Despite deep-seated concerns, research based on QALYs serves as the foundation for insurance coverage decisions, both public and private. Academics, like those employed by the Institute for Clinical Effectiveness Review (ICER), use QALYs to determine whether the extra dollar on health care spent is worth it. Insurers and policymakers use QALYs to determine whether we are worth it.

Congress banned the Patient Centered Outcomes Research Institute (PCORI) from using QALYs to determine treatment value, choosing instead to measure effectiveness based on outcomes that matter to patients, ranging from clinical to quality of life. Also, Medicare cannot use QALYs to restrict coverage. Last year, after strong opposition from patients, CMS had to abandon a proposal to use ICER’s cost-effectiveness reviews in Medicare -- an attempt to sidestep the Medicare law.

Despite efforts to improve health care to veterans in the wake of some very public concerns about the quality and accessibility of its system, ICER announced the Veterans Administration (VA) will rely on its QALY-based cost effectiveness reports to determine drug formularies. This further entrenches the VA’s coverage decisions based on what is cost effective to the payer in the short term, not what is clinically effective for veterans in the long term. With constricting budgets, some State Medicaid programs also aggressively use cost-effectiveness thresholds to limit access for low-income patient populations. We also find ourselves defending PCORI and the need for comparative clinical effectiveness research that measures the impact of treatments on outcomes that matter to patients, as defined by patients, as opposed to defining treatment value based on payer-centric cost-based analyses. Cost effectiveness comparisons do not consider many non-medical costs borne by patients, families and caregivers and ironically are not always so cost effective in the real world.

Underlying all this is the key question we must ask ourselves when considering any policy related to the payment and delivery of health care: for whom are we creating this policy? Who is the ultimate stakeholder? If the answer is not the people served by health systems -- patients and people with disabilities -- then we have a serious problem.
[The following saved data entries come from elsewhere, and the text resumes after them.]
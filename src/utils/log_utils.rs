//! Logging utilities for the application

use std::fmt::Display;

/// Log levels for controlling verbosity
#[derive(Debug, Clone, Copy, PartialEq, Eq, PartialOrd, Ord)]
pub enum LogLevel {
    /// Normal execution, no verbose flag
    Normal = 0,
    /// Info level, one verbose flag (-v)
    Info = 1,
    /// Debug level, two verbose flags (-v -v)
    Debug = 2,
}

/// Logger for application messages
#[derive(Debug, Clone, Copy, Default)]
pub struct Logger {
    /// Current verbosity level
    verbosity: u8,
}

impl Logger {
    /// Create a new logger with the specified verbosity
    #[must_use]
    pub fn new(verbosity: u8) -> Self {
        Self { verbosity }
    }

    /// Log a message if the current verbosity level is at least the specified level
    pub fn log(&self, msg: &str, level: LogLevel) {
        log(msg, self.verbosity, level);
    }

    /// Log at normal level (always displayed)
    pub fn normal(&self, msg: &str) {
        self.log(msg, LogLevel::Normal);
    }

    /// Log at info level (verbose >= 1)
    pub fn info(&self, msg: &str) {
        self.log(msg, LogLevel::Info);
    }

    /// Log at debug level (verbose >= 2)
    pub fn debug(&self, msg: &str) {
        self.log(msg, LogLevel::Debug);
    }

    /// Warnings go to stderr regardless of verbosity
    pub fn warn(&self, msg: &str) {
        eprintln!("warn: {msg}");
    }

    /// Get current verbosity level
    #[must_use]
    pub fn verbosity(&self) -> u8 {
        self.verbosity
    }
}

/// Log a message if the verbosity level is at least the specified level
///
/// # Arguments
///
/// * `msg` - The message to log
/// * `verbosity` - The current verbosity level (0 = normal, 1 = info, 2+ = debug)
/// * `level` - The minimum level required for this message to be logged
pub fn log(msg: &str, verbosity: u8, level: LogLevel) {
    if verbosity >= level as u8 {
        match level {
            LogLevel::Normal => println!("{msg}"),
            LogLevel::Info => println!("info: {msg}"),
            LogLevel::Debug => println!("dbg: {msg}"),
        }
    }
}

/// Wrap a named operation with start / done / failed lines.
///
/// Everything `op` does, runtime setup included, happens between the start and
/// the done/failed line. The outcome is passed through untouched; mapping it to
/// an exit code is the caller's job.
pub fn log_lifecycle<T, E, F>(name: &str, logger: &Logger, op: F) -> Result<T, E>
where
    E: Display,
    F: FnOnce() -> Result<T, E>,
{
    logger.normal(&format!("{name} start"));
    let result = op();
    match &result {
        Ok(_) => logger.normal(&format!("{name} done")),
        Err(e) => eprintln!("{name} failed: {e}"),
    }
    result
}

#[cfg(test)]
mod tests {
    use super::*;

    #[test]
    fn test_lifecycle_passes_outcome_through() {
        let logger = Logger::new(0);
        let ok: Result<u32, String> = log_lifecycle("op", &logger, || Ok(7));
        assert_eq!(ok, Ok(7));

        // failures raised before any real work still come back to the caller
        let mut calls = 0;
        let err: Result<(), String> = log_lifecycle("op", &logger, || {
            calls += 1;
            Err("Failed to create runtime: no threads".to_string())
        });
        assert_eq!(calls, 1);
        assert_eq!(err, Err("Failed to create runtime: no threads".to_string()));
    }
}
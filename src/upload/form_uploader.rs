use std::path::Path;

use async_trait::async_trait;
use reqwest::Body;
use reqwest::multipart::{Form, Part};
use serde::Deserialize;
use tokio_util::io::ReaderStream;

use crate::errors::{ConfigError, UploadError};
use crate::interfaces::Uploader;
use crate::upload::credentials::Credentials;
use crate::upload::models::{UploadReceipt, UploaderConfig};
use crate::upload::token::PutPolicy;
use crate::utils::url_utils::host_to_url;

#[derive(Deserialize)]
struct ErrorBody {
    error: String,
}

/// Multipart form upload to a fixed upload host.
pub struct FormUploader {
    http: reqwest::Client,
    upload_url: String,
    token_ttl_secs: i64,
}

impl FormUploader {
    /// Create an uploader targeting the first configured host
    ///
    /// # Errors
    ///
    /// Returns an error if no upload host is configured.
    pub fn new(config: &UploaderConfig) -> Result<Self, ConfigError> {
        Self::with_client(config, reqwest::Client::new())
    }

    /// Same as [`FormUploader::new`] with a caller-built HTTP client
    ///
    /// # Errors
    ///
    /// Returns an error if no upload host is configured.
    pub fn with_client(config: &UploaderConfig, http: reqwest::Client) -> Result<Self, ConfigError> {
        let host = config
            .upload_hosts
            .iter()
            .map(|h| h.trim())
            .find(|h| !h.is_empty())
            .ok_or(ConfigError::NoUploadHosts)?;

        Ok(Self {
            http,
            upload_url: host_to_url(host),
            token_ttl_secs: config.token_ttl_secs,
        })
    }

    #[must_use]
    pub fn upload_url(&self) -> &str {
        &self.upload_url
    }
}

#[async_trait]
impl Uploader for FormUploader {
    async fn upload(
        &self,
        local_file: &Path,
        bucket: &str,
        key: &str,
        credentials: &Credentials,
    ) -> Result<UploadReceipt, UploadError> {
        let token = PutPolicy::new(bucket, key, self.token_ttl_secs).upload_token(credentials)?;

        // streamed from disk, only read buffers are held per in-flight upload
        let file = tokio::fs::File::open(local_file).await?;
        let length = file.metadata().await?.len();
        let body = Body::wrap_stream(ReaderStream::new(file));
        let file_name = local_file
            .file_name()
            .and_then(|name| name.to_str())
            .unwrap_or(key)
            .to_string();
        let part = Part::stream_with_length(body, length)
            .file_name(file_name)
            .mime_str("application/octet-stream")?;

        let form = Form::new()
            .text("token", token)
            .text("key", key.to_string())
            .part("file", part);

        let response = self.http.post(&self.upload_url).multipart(form).send().await?;
        let status = response.status();
        let text = response.text().await?;

        if !status.is_success() {
            // error bodies are usually {"error": "..."}, fall back to the raw text
            let message = serde_json::from_str::<ErrorBody>(&text)
                .map(|body| body.error)
                .unwrap_or(text);
            return Err(UploadError::Rejected {
                status: status.as_u16(),
                message,
            });
        }

        serde_json::from_str::<UploadReceipt>(&text)
            .map_err(|e| UploadError::InvalidResponse(format!("{e}: {text}")))
    }
}
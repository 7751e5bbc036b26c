use clap::Parser;
use std::path::PathBuf;

use super::validators::{check_readable_dir, check_readable_file, parse_concurrency, parse_upload_host};
use crate::deploy::UploadOptions;

#[derive(Parser, Debug, Clone, Default)]
#[command(author, version, about = "Upload a build's dist directory to object storage", long_about = None)]
pub struct Args {
    /// Project root containing build-config.json
    #[arg(
        short = 'r',
        long,
        value_name = "DIR",
        default_value = ".",
        value_parser = check_readable_dir
    )]
    pub build_root: PathBuf,

    /// Build config file, defaults to <BUILD_ROOT>/build-config.json
    #[arg(short = 'c', long, value_name = "FILE", value_parser = check_readable_file)]
    pub build_config: Option<PathBuf>,

    /// Upload host to use instead of the configured ones. Can be used multiple times.
    #[arg(long = "upload-host", value_name = "HOST", value_parser = parse_upload_host)]
    pub upload_hosts: Vec<String>,

    /// Maximum uploads in flight (default: all at once)
    #[arg(long, value_name = "N", value_parser = parse_concurrency)]
    pub concurrency: Option<usize>,

    /// Print extra stuff (use -v -v or --verbose --verbose for even more detail)
    #[arg(short, long, action = clap::ArgAction::Count)]
    pub verbose: u8,
}

impl From<&Args> for UploadOptions {
    fn from(args: &Args) -> Self {
        Self {
            build_root: args.build_root.clone(),
            build_config: args.build_config.clone(),
            upload_hosts: args.upload_hosts.clone(),
            concurrency: args.concurrency,
        }
    }
}
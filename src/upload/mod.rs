pub mod credentials;
pub mod form_uploader;
pub mod models;
pub mod token;

// Re-export types for convenient access from other modules
pub use credentials::Credentials;
pub use form_uploader::FormUploader;
pub use models::{UploadReceipt, UploaderConfig};
pub use token::PutPolicy;
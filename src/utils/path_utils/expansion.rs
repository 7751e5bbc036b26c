use home::home_dir;
use std::path::{Path, PathBuf};

/// Expand a leading `~` to the user's home directory.
///
/// # Errors
///
/// Returns an error if the path starts with `~` and no home directory is known.
pub fn expand_tilde(path: &Path) -> Result<PathBuf, String> {
    match path.strip_prefix("~") {
        Ok(rest) => home_dir()
            .map(|home| home.join(rest))
            .ok_or_else(|| "Home directory could not be determined.".to_string()),
        Err(_) => Ok(path.to_path_buf()),
    }
}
If Congress and the administration want to put “patients first” and drive “patient-centered” policies, their credibility hinges on actually partnering with patients and people with disabilities. If the next iteration of health care legislation does not have the support of patients or people with disabilities, that’s a sure sign it’s really not about improving their health care. If our health care programs want to deliver better and more accessible care to active duty military and their dependents, as well as those retired from the Armed Services, patients and people with disabilities that have served this country must be at the table when coverage is determined, instead of ivory tower academics seeking to ration care based on short sighted cost effectiveness comparisons. Finally, to be truly innovative, the Innovations Office for Medicare and Medicaid must follow the lead of the Food and Drug Administration and PCORI by creating a meaningful patient engagement infrastructure that goes beyond “token” engagement, and rely on patients and people with disabilities to co-create alternative payment models that achieve value to the patient. 

There are many stakeholders in health care, ranging from providers, insurers, innovators, information technology developers, and more. But if the nation’s policies aren’t serving our primary stakeholder -- the patient -- then we aren’t doing our job.